Ryanair announced on Monday it will be reducing the frequency of some routes by up to 25 percent amid the outbreak, particularly affecting flights to and from Italy.
Wizz Air is another low-cost carrier announcing cancellations on Italian routes. It stated that it would be cutting two-thirds of its flights to and from Italian airports for three weeks, between March 11 and April 2, due to lack of demand.
Turkish Airlines has cancelled all flights to Italy from the beginning of March.
Lufthansa will reduce frequencies on various routes to Italy in March, including Milan, Venice, Rome, Turin, Verona, Bologna, Ancona and Pisa.
Austrian Airlines is reducing its flight schedule to Italy in March and April by 40 per cent. This includes a cut in capacity on routes from Vienna to Milan, Venice, Bologna, Florence, Rome and Naples.
Brussels Airlines has cut the number of flights to Rome, Milan, Venice and Bologna by 30 per cent until 14 March
Airline industry experts have predicted that the impact of the coronavirus outbreak on travel plans could put financially-troubled airlines such as Italian carrier Alitalia out of business.
British airline Flybe collapsed earlier this week, citing lower passenger number due to coronavirus as a factor.

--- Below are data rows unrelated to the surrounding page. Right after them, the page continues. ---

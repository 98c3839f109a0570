//! Active-hours window.
//!
//! A time-of-day window (optionally weekdays only) during which automatic
//! breaks may trigger. Stored as `HH:MM` strings so the settings file stays
//! hand-editable. When `end` precedes `start` the window wraps past midnight.

use chrono::{Datelike, NaiveDateTime, NaiveTime, Weekday};
use serde::{Deserialize, Serialize};

use crate::error::ValidationError;

#[derive(Debug, Clone, PartialEq, Eq, Serialize, Deserialize)]
#[serde(rename_all = "camelCase")]
pub struct ActiveHours {
    #[serde(default = "default_start")]
    pub start: String,
    #[serde(default = "default_end")]
    pub end: String,
    #[serde(default = "default_weekdays_only")]
    pub weekdays_only: bool,
}

fn default_start() -> String {
    "09:00".into()
}
fn default_end() -> String {
    "17:00".into()
}
fn default_weekdays_only() -> bool {
    true
}

impl Default for ActiveHours {
    fn default() -> Self {
        Self {
            start: default_start(),
            end: default_end(),
            weekdays_only: default_weekdays_only(),
        }
    }
}

/// Parse an `HH:MM` time of day.
pub fn parse_time_of_day(value: &str) -> Result<NaiveTime, ValidationError> {
    NaiveTime::parse_from_str(value.trim(), "%H:%M")
        .map_err(|_| ValidationError::InvalidTimeOfDay(value.to_string()))
}

impl ActiveHours {
    /// Check both bounds parse.
    pub fn validate(&self) -> Result<(), ValidationError> {
        parse_time_of_day(&self.start)?;
        parse_time_of_day(&self.end)?;
        Ok(())
    }

    /// Whether `local` falls inside the window.
    ///
    /// Equal bounds mean the whole day is active.
    pub fn contains(&self, local: NaiveDateTime) -> Result<bool, ValidationError> {
        let start = parse_time_of_day(&self.start)?;
        let end = parse_time_of_day(&self.end)?;

        if self.weekdays_only && matches!(local.weekday(), Weekday::Sat | Weekday::Sun) {
            return Ok(false);
        }

        let t = local.time();
        let inside = if start == end {
            true
        } else if start < end {
            t >= start && t < end
        } else {
            t >= start || t < end
        };
        Ok(inside)
    }
}

#[cfg(test)]
mod tests {
    use super::*;
    use chrono::NaiveDate;

    fn at(y: i32, m: u32, d: u32, h: u32, min: u32) -> NaiveDateTime {
        NaiveDate::from_ymd_opt(y, m, d)
            .unwrap()
            .and_hms_opt(h, min, 0)
            .unwrap()
    }

    #[test]
    fn default_window_is_office_hours() {
        let hours = ActiveHours::default();
        // 2026-10-14 is a Wednesday.
        assert!(hours.contains(at(2026, 10, 14, 9, 0)).unwrap());
        assert!(hours.contains(at(2026, 10, 14, 16, 59)).unwrap());
        assert!(!hours.contains(at(2026, 10, 14, 17, 0)).unwrap());
        assert!(!hours.contains(at(2026, 10, 14, 8, 59)).unwrap());
    }

    #[test]
    fn weekends_excluded_when_weekdays_only() {
        let hours = ActiveHours::default();
        // 2026-10-17 is a Saturday.
        assert!(!hours.contains(at(2026, 10, 17, 12, 0)).unwrap());

        let every_day = ActiveHours {
            weekdays_only: false,
            ..ActiveHours::default()
        };
        assert!(every_day.contains(at(2026, 10, 17, 12, 0)).unwrap());
    }

    #[test]
    fn window_wraps_past_midnight() {
        let night = ActiveHours {
            start: "22:00".into(),
            end: "06:00".into(),
            weekdays_only: false,
        };
        assert!(night.contains(at(2026, 10, 14, 23, 30)).unwrap());
        assert!(night.contains(at(2026, 10, 15, 5, 59)).unwrap());
        assert!(!night.contains(at(2026, 10, 15, 12, 0)).unwrap());
    }

    #[test]
    fn equal_bounds_cover_whole_day() {
        let always = ActiveHours {
            start: "00:00".into(),
            end: "00:00".into(),
            weekdays_only: false,
        };
        assert!(always.contains(at(2026, 10, 14, 3, 0)).unwrap());
    }

    #[test]
    fn malformed_time_is_rejected() {
        let bad = ActiveHours {
            start: "9am".into(),
            ..ActiveHours::default()
        };
        assert_eq!(
            bad.validate(),
            Err(ValidationError::InvalidTimeOfDay("9am".into()))
        );
        assert!(bad.contains(at(2026, 10, 14, 10, 0)).is_err());
    }
}
use clap::{Parser, Subcommand};

mod commands;

#[derive(Parser)]
#[command(name = "visionbreak", version, about = "Periodic eye-rest reminder")]
struct Cli {
    /// Log level used when RUST_LOG is unset
    #[arg(long, global = true, default_value = "info")]
    log_level: String,

    #[command(subcommand)]
    command: Commands,
}

#[derive(Subcommand)]
enum Commands {
    /// Run the break controller in this terminal
    Run(commands::run::RunArgs),
    /// Configuration management
    Config {
        #[command(subcommand)]
        action: commands::config::ConfigAction,
    },
    /// Replay a work/break cycle in simulated time and print the log
    Simulate(commands::simulate::SimulateArgs),
}

/// Logs go to stderr so command output on stdout stays machine-readable.
fn init_logging(level: &str) {
    let filter = tracing_subscriber::EnvFilter::try_from_default_env().unwrap_or_else(|_| {
        tracing_subscriber::EnvFilter::new(format!("visionbreak={level},visionbreak_core={level}"))
    });

    tracing_subscriber::fmt()
        .with_env_filter(filter)
        .with_target(true)
        .with_writer(std::io::stderr)
        .init();
}

fn main() {
    let cli = Cli::parse();
    init_logging(&cli.log_level);

    let result = match cli.command {
        Commands::Run(args) => commands::run::run(args),
        Commands::Config { action } => commands::config::run(action),
        Commands::Simulate(args) => commands::simulate::run(args),
    };

    if let Err(e) = result {
        eprintln!("error: {e}");
        std::process::exit(1);
    }
}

This meant the loss of routes from the UK to Milan.
The most-affected Italian airports are those in the north of the country, including Milan, Bologna, Bergamo, Venice and Turin.
But as passengers cancel trips to all parts of Italy amid coronavirus fears, more routes may be hit by cancellations.
However, many travellers are concerned that they may face disruption, including quarantine measures, upon their return to their home countries after travel to Italy, as a growing number of countries warn against non-essential travel to the worst affected parts of northern Italy, or to Italy as a whole.
Representatives of Italy's tourism industry said it is now experiencing the “biggest crisis in recent history” amid mass cancellations of hotel and travel bookings due to coronavirus fears.